Problem requirements |
Set down every line below, word for word.

——————————

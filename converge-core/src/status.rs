//! Lifecycle status reported by the remote object

use crate::wire::{WireObject, get_path};

#[derive(Debug, Clone, PartialEq, Eq)]
pub enum Status {
    Active,
    Deleted,
    /// Any other reported value (e.g. "INACTIVE", "CREATING")
    Transitional(String),
}

impl Status {
    pub fn is_deleted(&self) -> bool {
        matches!(self, Status::Deleted)
    }
}

impl std::fmt::Display for Status {
    fn fmt(&self, f: &mut std::fmt::Formatter<'_>) -> std::fmt::Result {
        match self {
            Status::Active => f.write_str("active"),
            Status::Deleted => f.write_str("deleted"),
            Status::Transitional(raw) => f.write_str(raw),
        }
    }
}

/// Where a kind's status lives on the wire and how to read it
#[derive(Debug, Clone)]
pub struct StatusRule {
    /// Dotted wire path of the status field (e.g. "status.status")
    pub path: &'static str,
    pub active: &'static [&'static str],
    pub deleted: &'static [&'static str],
}

impl StatusRule {
    pub const fn new(
        path: &'static str,
        active: &'static [&'static str],
        deleted: &'static [&'static str],
    ) -> Self {
        Self {
            path,
            active,
            deleted,
        }
    }

    /// Status of a described object. A missing status field counts as active.
    pub fn status_of(&self, object: &WireObject) -> Status {
        let Some(raw) = get_path(object, self.path).and_then(|v| v.as_str()) else {
            return Status::Active;
        };
        if self.deleted.contains(&raw) {
            Status::Deleted
        } else if self.active.contains(&raw) {
            Status::Active
        } else {
            Status::Transitional(raw.to_string())
        }
    }
}

/// Status of an object under an optional rule; kinds without a status field
/// are active whenever found
pub fn status_of(rule: Option<&StatusRule>, object: &WireObject) -> Status {
    rule.map_or(Status::Active, |r| r.status_of(object))
}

——————————

Result for this exercise |
filename converge-core/src/status.rs
//! Lifecycle status reported by the remote object

use crate::wire::{WireObject, get_path};

#[derive(Debug, Clone, PartialEq, Eq)]
pub enum Status {
    Active,
    Deleted,
    /// Any other reported value (e.g. "INACTIVE", "CREATING")
    Transitional(String),
}

impl Status {
    pub fn is_deleted(&self) -> bool {
        matches!(self, Status::Deleted)
    }
}

impl std::fmt::Display for Status {
    fn fmt(&self, f: &mut std::fmt::Formatter<'_>) -> std::fmt::Result {
        match self {
            Status::Active => f.write_str("active"),
            Status::Deleted => f.write_str("deleted"),
            Status::Transitional(raw) => f.write_str(raw),
        }
    }
}

/// Where a kind's status lives on the wire and how to read it
#[derive(Debug, Clone)]
pub struct StatusRule {
    /// Dotted wire path of the status field (e.g. "status.status")
    pub path: &'static str,
    pub active: &'static [&'static str],
    pub deleted: &'static [&'static str],
}

impl StatusRule {
    pub const fn new(
        path: &'static str,
        active: &'static [&'static str],
        deleted: &'static [&'static str],
    ) -> Self {
        Self {
            path,
            active,
            deleted,
        }
    }

    /// Status of a described object. A missing status field counts as active.
    pub fn status_of(&self, object: &WireObject) -> Status {
        let Some(raw) = get_path(object, self.path).and_then(|v| v.as_str()) else {
            return Status::Active;
        };
        if self.deleted.contains(&raw) {
            Status::Deleted
        } else if self.active.contains(&raw) {
            Status::Active
        } else {
            Status::Transitional(raw.to_string())
        }
    }
}

/// Status of an object under an optional rule; kinds without a status field
/// are active whenever found
pub fn status_of(rule: Option<&StatusRule>, object: &WireObject) -> Status {
    rule.map_or(Status::Active, |r| r.status_of(object))
}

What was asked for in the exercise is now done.